Factor credits a “love of music and growing up nerd” as the motivation to focus primarily on audio technology. He recalled being involved in every phase of operations by necessity in the early days. “I would open the mail in the morning and pay invoices so that our vendors would trust us. Then I would unlimber my soldering iron and oscilloscope, and design or test hardware until I heard the call of the light table and lay out printed circuit boards until I had to sleep. Over the decades, we hired people who were ever so much better at pretty much everything than I was, and we turned into a serious company with departments and even, latterly, divisions. But,” he said in homage to early PCB layout techniques, “I’m still the blue-and-red-tape Mylar king!

“We’re extremely concentrated in the R&D department,” said Factor. That’s no surprise given the pace of Eventide’s release of new products: “Now we have far more software composers than hardware designers.” On the marketing side of the equation, he said, “We’ve also laid on quite the crowd of social media denizens. We’ll probably have a celebration when the oldest of them becomes half my age. They speak internet and video and have been turning out some remarkably effective tutorials, advertising and blog posts, while accumulating something called ‘likes.’

[ Related: Eventide managing director and co-owner Tony Agnello recounts the colorful history of the company flagship digital multi-effects processors. ]

“Our culture, from the very beginning, was and remains one of individual responsibility. We have, by preference and necessity, very little of what other companies might call ‘management.’ My partner Tony Agnello, who is running the company, hires the best people and trusts them to get things done. I have heard him say ‘never settle’ more times than our first shift-register delay lines could repeat a loop.”

Eventide products are prototyped and manufactured out of two large plants in Little Ferry, NJ. “They are converted warehouses,” said Factor, “one of which sports hundreds of kilowatts of solar panels to feed our electric habit.” These days, “while Tony does a spectacular job of keeping everything together back in New Jersey, I devote what’s left of my attention span to propounding what I believe are Good Ideas while enjoying living in Sedona [AZ], where winter is mostly pretend,” Factor added.

Professional audio and public safety communications are currently Eventide’s biggest markets, according to Factor, with his first love, broadcasting, “sadly decreasing.” Meanwhile, the home recording aspects of Eventide’s business continue to grow, helping feed the new streaming distribution methodology.

[ Eventide Spring Plug-In Review, Eventide H3000 Factory Plug-In Review ]

In the early days of a tiny, fledgling audio industry, Factor would agonize over every new product release from competing companies and “worry about how that would affect my chocolate fund,” he said.
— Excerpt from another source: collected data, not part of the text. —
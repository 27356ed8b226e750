//! Value coercion for program rows.
//!
//! A malformed cell reads as the caller's default; it never fails the computation.

use chrono::NaiveDate;
use tracing::debug;

use crate::models::FieldValue;

const DATE_FORMATS: [&str; 3] = ["%Y-%m-%d", "%Y.%m.%d", "%Y/%m/%d"];

/// Coerce a cell to an integer.
///
/// - `None` and `Null` return `default`.
/// - Reals are truncated toward zero.
/// - Text is trimmed and parsed; anything that is not an integer returns `default`.
pub fn parse_int(value: Option<&FieldValue>, default: i64) -> i64 {
    match value {
        None | Some(FieldValue::Null) => default,
        Some(FieldValue::Int(v)) => *v,
        Some(FieldValue::Real(v)) if v.is_finite() => v.trunc() as i64,
        Some(FieldValue::Real(v)) => {
            debug!(value = %v, "non-finite number coerced to default");
            default
        }
        Some(FieldValue::Text(s)) => match s.trim().parse::<i64>() {
            Ok(v) => v,
            Err(_) => {
                debug!(value = %s, "unparseable integer coerced to default");
                default
            }
        },
    }
}

pub fn parse_float(value: Option<&FieldValue>, default: f64) -> f64 {
    match value {
        None | Some(FieldValue::Null) => default,
        Some(FieldValue::Int(v)) => *v as f64,
        Some(FieldValue::Real(v)) => *v,
        Some(FieldValue::Text(s)) => match s.trim().parse::<f64>() {
            Ok(v) => v,
            Err(_) => {
                debug!(value = %s, "unparseable number coerced to default");
                default
            }
        },
    }
}

/// Parse a year-month-day date written with `-`, `.` or `/`.
///
/// Only text cells can hold dates; everything else, and any text matching
/// none of the formats, is "no date".
pub fn parse_date(value: Option<&FieldValue>) -> Option<NaiveDate> {
    let FieldValue::Text(s) = value? else {
        return None;
    };
    let s = s.trim();
    if s.is_empty() {
        return None;
    }
    let parsed = DATE_FORMATS
        .iter()
        .find_map(|fmt| NaiveDate::parse_from_str(s, fmt).ok());
    if parsed.is_none() {
        debug!(value = %s, "unrecognised date format");
    }
    parsed
}

/// True when the cell exists and is not blank; a zero counts as present.
pub fn is_present(value: Option<&FieldValue>) -> bool {
    value.is_some_and(|v| !v.is_blank())
}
Numerous TEC Awards and induction into the TEC Hall of Fame, a NAMM Milestone Award and a Technical Grammy Award are evidence that Factor and his team got it right. Today, he said, “we deal with the competition with some combination of bemusement and inspiration. Sticking with our ‘Make Neat Stuff’ philosophy seems to work pretty well, but, borrowing an expression from SETI, ‘We know we’re not alone.’”

“Diversification” is Factor’s one-word explanation of Eventide’s longevity. “Although it’s our 50th anniversary in the professional audio world, less well known is that we spent about 30 years manufacturing computer peripherals, including the world’s first in-computer test instrumentation,” he said. “Another business for us was making the first successful moving map display for general aviation aircraft.” In the late 1980s, Eventide was the first company to use computer hardware to replace tape recording for surveillance. “Our communications division is as well known as the Dictaphone of yore,” Factor said, “and our products are used everywhere from airports to zoos. These seemingly unrelated businesses supplemented and regularized our revenue. I admit that we got into each of them serendipitously, but as you can see, it’s worked out OK!”